Keywords: Aviation, Intention to Leave, Pilot, Pilot Rank, Supervised Machine Learning Algorithms


The objective of this study is to gain knowledge of the factors affecting the likelihood of Thai pilots leaving aviation jobs and classify the intention to leave outcomes using supervised machine learning algorithms derived from data science disciplines. The focus is on career success and job demand as key factors contributing to the intention to leave or not leave the airline. This multidisciplinary study follows a quantitative approach and relies on a sample of 610 Thai pilots listed in Thai Pilot Association. The results indicate that pilots holding the rank of pilot in command and an air transport pilot license with no other extra responsibilities such as check airman and instructor pilot have a lessor chance to leave aviation jobs. Moreover, the overall binary classification model developed by this method fits with empirical data.
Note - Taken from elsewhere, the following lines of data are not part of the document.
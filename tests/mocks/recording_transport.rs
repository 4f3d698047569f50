//! Recording transport for integration tests
//!
//! Keeps every page it was asked to post or edit and can be switched into
//! failure modes that imitate a bot without admin rights in the channel.

#![allow(dead_code)]

use std::sync::atomic::{AtomicBool, AtomicI32, Ordering};
use std::sync::Mutex;

use async_trait::async_trait;
use carousel_bot::carousel::{CarouselTransport, PostHandle, RenderedPage, TransportError};

/// Chat id every recorded post lands in
pub const CHANNEL_CHAT_ID: i64 = -100_123_456_789;

/// One call received by the transport
#[derive(Debug, Clone, PartialEq, Eq)]
pub enum TransportCall {
    Send { post: PostHandle, page: RenderedPage },
    Edit { post: PostHandle, page: RenderedPage },
}

#[derive(Default)]
pub struct RecordingTransport {
    calls: Mutex<Vec<TransportCall>>,
    fail_sends: AtomicBool,
    fail_edits: AtomicBool,
    next_message_id: AtomicI32,
}

impl RecordingTransport {
    pub fn new() -> Self {
        Self {
            next_message_id: AtomicI32::new(1),
            ..Self::default()
        }
    }

    /// Every send is rejected like a post into a channel the bot cannot write to
    pub fn failing_sends() -> Self {
        let transport = Self::new();
        transport.set_fail_sends(true);
        transport
    }

    pub fn set_fail_sends(&self, fail: bool) {
        self.fail_sends.store(fail, Ordering::SeqCst);
    }

    pub fn set_fail_edits(&self, fail: bool) {
        self.fail_edits.store(fail, Ordering::SeqCst);
    }

    pub fn calls(&self) -> Vec<TransportCall> {
        self.calls.lock().unwrap().clone()
    }

    /// Pages posted as new messages, with their handles
    pub fn sends(&self) -> Vec<(PostHandle, RenderedPage)> {
        self.calls()
            .into_iter()
            .filter_map(|call| match call {
                TransportCall::Send { post, page } => Some((post, page)),
                TransportCall::Edit { .. } => None,
            })
            .collect()
    }

    /// Pages rendered into existing messages
    pub fn edits(&self) -> Vec<(PostHandle, RenderedPage)> {
        self.calls()
            .into_iter()
            .filter_map(|call| match call {
                TransportCall::Edit { post, page } => Some((post, page)),
                TransportCall::Send { .. } => None,
            })
            .collect()
    }

    /// The page a message currently shows, following sends and edits
    pub fn current_page(&self, post: PostHandle) -> Option<RenderedPage> {
        self.calls()
            .into_iter()
            .filter_map(|call| match call {
                TransportCall::Send { post: p, page } | TransportCall::Edit { post: p, page } if p == post => {
                    Some(page)
                }
                _ => None,
            })
            .last()
    }
}

#[async_trait]
impl CarouselTransport for RecordingTransport {
    async fn send_page(&self, page: &RenderedPage) -> Result<PostHandle, TransportError> {
        if self.fail_sends.load(Ordering::SeqCst) {
            return Err(TransportError::Rejected(
                "Bad Request: need administrator rights in the channel chat".to_string(),
            ));
        }

        let post = PostHandle {
            chat_id: CHANNEL_CHAT_ID,
            message_id: self.next_message_id.fetch_add(1, Ordering::SeqCst),
        };
        self.calls.lock().unwrap().push(TransportCall::Send {
            post,
            page: page.clone(),
        });
        Ok(post)
    }

    async fn edit_page(&self, post: PostHandle, page: &RenderedPage) -> Result<(), TransportError> {
        if self.fail_edits.load(Ordering::SeqCst) {
            return Err(TransportError::Network("connection reset".to_string()));
        }

        self.calls.lock().unwrap().push(TransportCall::Edit {
            post,
            page: page.clone(),
        });
        Ok(())
    }
}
It is recommended that airlines respond to these risks by providing the job resources needed to maintain their pilots’ morale and keep them on board. This research contributes to behavioral science disciplines by providing a classification model with moderate performance. Future research should broaden the sample to an international context and utilize a qualitative or a mixed methodology in order to obtain richer results.